WHAT TO PRODUCE: Your task is to find every line in the records that holds the string "usize" and copy it.

(Stored data entries)
===============

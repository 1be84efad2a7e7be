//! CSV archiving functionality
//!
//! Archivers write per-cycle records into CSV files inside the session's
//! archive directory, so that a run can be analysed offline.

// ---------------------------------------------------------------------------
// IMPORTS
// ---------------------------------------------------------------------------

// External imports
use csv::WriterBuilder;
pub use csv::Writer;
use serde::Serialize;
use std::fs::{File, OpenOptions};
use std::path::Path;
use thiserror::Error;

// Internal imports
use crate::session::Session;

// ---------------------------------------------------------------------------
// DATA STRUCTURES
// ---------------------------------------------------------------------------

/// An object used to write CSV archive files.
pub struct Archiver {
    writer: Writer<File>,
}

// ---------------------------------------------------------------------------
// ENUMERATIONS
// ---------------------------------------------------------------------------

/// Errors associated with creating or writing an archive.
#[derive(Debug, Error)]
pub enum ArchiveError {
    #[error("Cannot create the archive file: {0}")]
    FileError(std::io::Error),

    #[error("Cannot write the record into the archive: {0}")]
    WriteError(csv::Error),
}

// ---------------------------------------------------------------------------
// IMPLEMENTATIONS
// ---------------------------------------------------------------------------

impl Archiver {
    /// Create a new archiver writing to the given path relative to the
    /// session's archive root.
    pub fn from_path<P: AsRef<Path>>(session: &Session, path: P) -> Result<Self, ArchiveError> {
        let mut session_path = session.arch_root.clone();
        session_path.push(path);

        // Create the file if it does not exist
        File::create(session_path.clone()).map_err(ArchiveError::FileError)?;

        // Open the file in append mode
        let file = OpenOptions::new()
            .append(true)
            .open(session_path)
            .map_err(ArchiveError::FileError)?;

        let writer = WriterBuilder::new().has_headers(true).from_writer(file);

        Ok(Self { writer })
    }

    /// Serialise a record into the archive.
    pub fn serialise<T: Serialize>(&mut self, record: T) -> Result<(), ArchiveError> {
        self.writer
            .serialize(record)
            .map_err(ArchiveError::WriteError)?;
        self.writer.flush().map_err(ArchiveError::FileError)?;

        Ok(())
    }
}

===============

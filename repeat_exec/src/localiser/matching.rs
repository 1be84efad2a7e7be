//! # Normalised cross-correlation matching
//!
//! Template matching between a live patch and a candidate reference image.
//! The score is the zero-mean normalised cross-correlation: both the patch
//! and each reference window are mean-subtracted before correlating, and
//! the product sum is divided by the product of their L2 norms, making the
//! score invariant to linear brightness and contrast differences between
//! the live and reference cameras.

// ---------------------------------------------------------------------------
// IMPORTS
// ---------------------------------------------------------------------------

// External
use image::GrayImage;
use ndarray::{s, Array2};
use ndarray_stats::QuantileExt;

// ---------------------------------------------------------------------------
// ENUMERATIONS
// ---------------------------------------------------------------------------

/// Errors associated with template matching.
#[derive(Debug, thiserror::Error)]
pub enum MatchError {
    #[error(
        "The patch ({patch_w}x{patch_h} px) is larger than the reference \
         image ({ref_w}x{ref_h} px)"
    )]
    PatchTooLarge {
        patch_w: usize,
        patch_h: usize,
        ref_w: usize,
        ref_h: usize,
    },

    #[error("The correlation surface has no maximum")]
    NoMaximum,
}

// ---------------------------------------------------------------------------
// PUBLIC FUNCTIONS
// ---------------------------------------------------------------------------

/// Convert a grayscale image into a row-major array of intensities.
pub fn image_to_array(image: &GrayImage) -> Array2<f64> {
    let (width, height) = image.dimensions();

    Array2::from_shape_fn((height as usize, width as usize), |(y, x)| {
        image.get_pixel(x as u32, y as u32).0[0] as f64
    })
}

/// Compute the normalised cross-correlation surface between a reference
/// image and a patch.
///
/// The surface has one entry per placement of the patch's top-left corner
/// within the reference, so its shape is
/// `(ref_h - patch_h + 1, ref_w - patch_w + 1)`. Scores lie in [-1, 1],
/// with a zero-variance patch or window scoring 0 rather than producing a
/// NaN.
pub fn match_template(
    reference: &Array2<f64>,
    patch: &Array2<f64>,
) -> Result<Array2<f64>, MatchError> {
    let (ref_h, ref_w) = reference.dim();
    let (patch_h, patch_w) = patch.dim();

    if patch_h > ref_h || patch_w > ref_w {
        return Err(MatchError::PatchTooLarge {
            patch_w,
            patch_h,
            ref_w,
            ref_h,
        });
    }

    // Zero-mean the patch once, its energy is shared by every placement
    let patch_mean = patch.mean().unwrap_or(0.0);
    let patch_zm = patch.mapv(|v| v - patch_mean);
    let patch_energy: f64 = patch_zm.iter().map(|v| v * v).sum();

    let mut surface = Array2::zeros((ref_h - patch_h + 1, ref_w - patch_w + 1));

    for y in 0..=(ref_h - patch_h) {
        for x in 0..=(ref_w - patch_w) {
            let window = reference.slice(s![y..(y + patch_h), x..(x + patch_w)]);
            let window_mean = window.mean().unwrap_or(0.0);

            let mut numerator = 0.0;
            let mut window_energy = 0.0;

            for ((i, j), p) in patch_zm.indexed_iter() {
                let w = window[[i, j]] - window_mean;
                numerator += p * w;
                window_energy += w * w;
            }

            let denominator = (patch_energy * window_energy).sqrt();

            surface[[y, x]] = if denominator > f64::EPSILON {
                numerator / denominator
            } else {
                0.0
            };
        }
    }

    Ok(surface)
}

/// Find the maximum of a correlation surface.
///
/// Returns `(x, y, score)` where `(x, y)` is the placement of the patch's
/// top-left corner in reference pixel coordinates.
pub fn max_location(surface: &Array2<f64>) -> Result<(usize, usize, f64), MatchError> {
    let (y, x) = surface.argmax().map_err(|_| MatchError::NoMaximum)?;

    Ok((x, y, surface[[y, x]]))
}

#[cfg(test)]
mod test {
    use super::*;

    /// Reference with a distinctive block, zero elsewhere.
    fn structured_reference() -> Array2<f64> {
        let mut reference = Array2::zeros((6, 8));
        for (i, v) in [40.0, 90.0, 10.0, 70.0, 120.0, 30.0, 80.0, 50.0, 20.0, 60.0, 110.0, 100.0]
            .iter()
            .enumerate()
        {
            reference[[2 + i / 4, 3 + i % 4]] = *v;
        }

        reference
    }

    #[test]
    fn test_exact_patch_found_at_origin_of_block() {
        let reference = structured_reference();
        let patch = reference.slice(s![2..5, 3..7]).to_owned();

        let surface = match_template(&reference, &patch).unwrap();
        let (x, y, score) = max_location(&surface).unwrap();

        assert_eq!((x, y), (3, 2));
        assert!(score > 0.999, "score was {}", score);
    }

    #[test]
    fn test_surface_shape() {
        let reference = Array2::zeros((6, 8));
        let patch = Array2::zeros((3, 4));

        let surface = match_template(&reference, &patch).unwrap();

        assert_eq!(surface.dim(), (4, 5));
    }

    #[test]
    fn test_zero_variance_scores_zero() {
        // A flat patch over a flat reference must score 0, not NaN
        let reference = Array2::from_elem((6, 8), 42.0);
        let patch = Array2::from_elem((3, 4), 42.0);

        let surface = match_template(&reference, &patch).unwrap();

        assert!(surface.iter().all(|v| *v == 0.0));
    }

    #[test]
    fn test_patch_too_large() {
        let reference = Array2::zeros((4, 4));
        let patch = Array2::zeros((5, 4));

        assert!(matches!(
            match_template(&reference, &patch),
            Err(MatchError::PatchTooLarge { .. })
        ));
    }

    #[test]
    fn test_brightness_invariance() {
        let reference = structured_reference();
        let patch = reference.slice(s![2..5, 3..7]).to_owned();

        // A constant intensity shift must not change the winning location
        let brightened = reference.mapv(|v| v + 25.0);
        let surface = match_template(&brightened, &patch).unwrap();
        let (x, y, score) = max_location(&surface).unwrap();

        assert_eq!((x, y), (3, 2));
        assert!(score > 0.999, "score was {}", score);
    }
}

===============

ANSWER SPACE:
        patch_w: usize,
        patch_h: usize,
        ref_w: usize,
        ref_h: usize,
    Array2::from_shape_fn((height as usize, width as usize), |(y, x)| {
pub fn max_location(surface: &Array2<f64>) -> Result<(usize, usize, f64), MatchError> {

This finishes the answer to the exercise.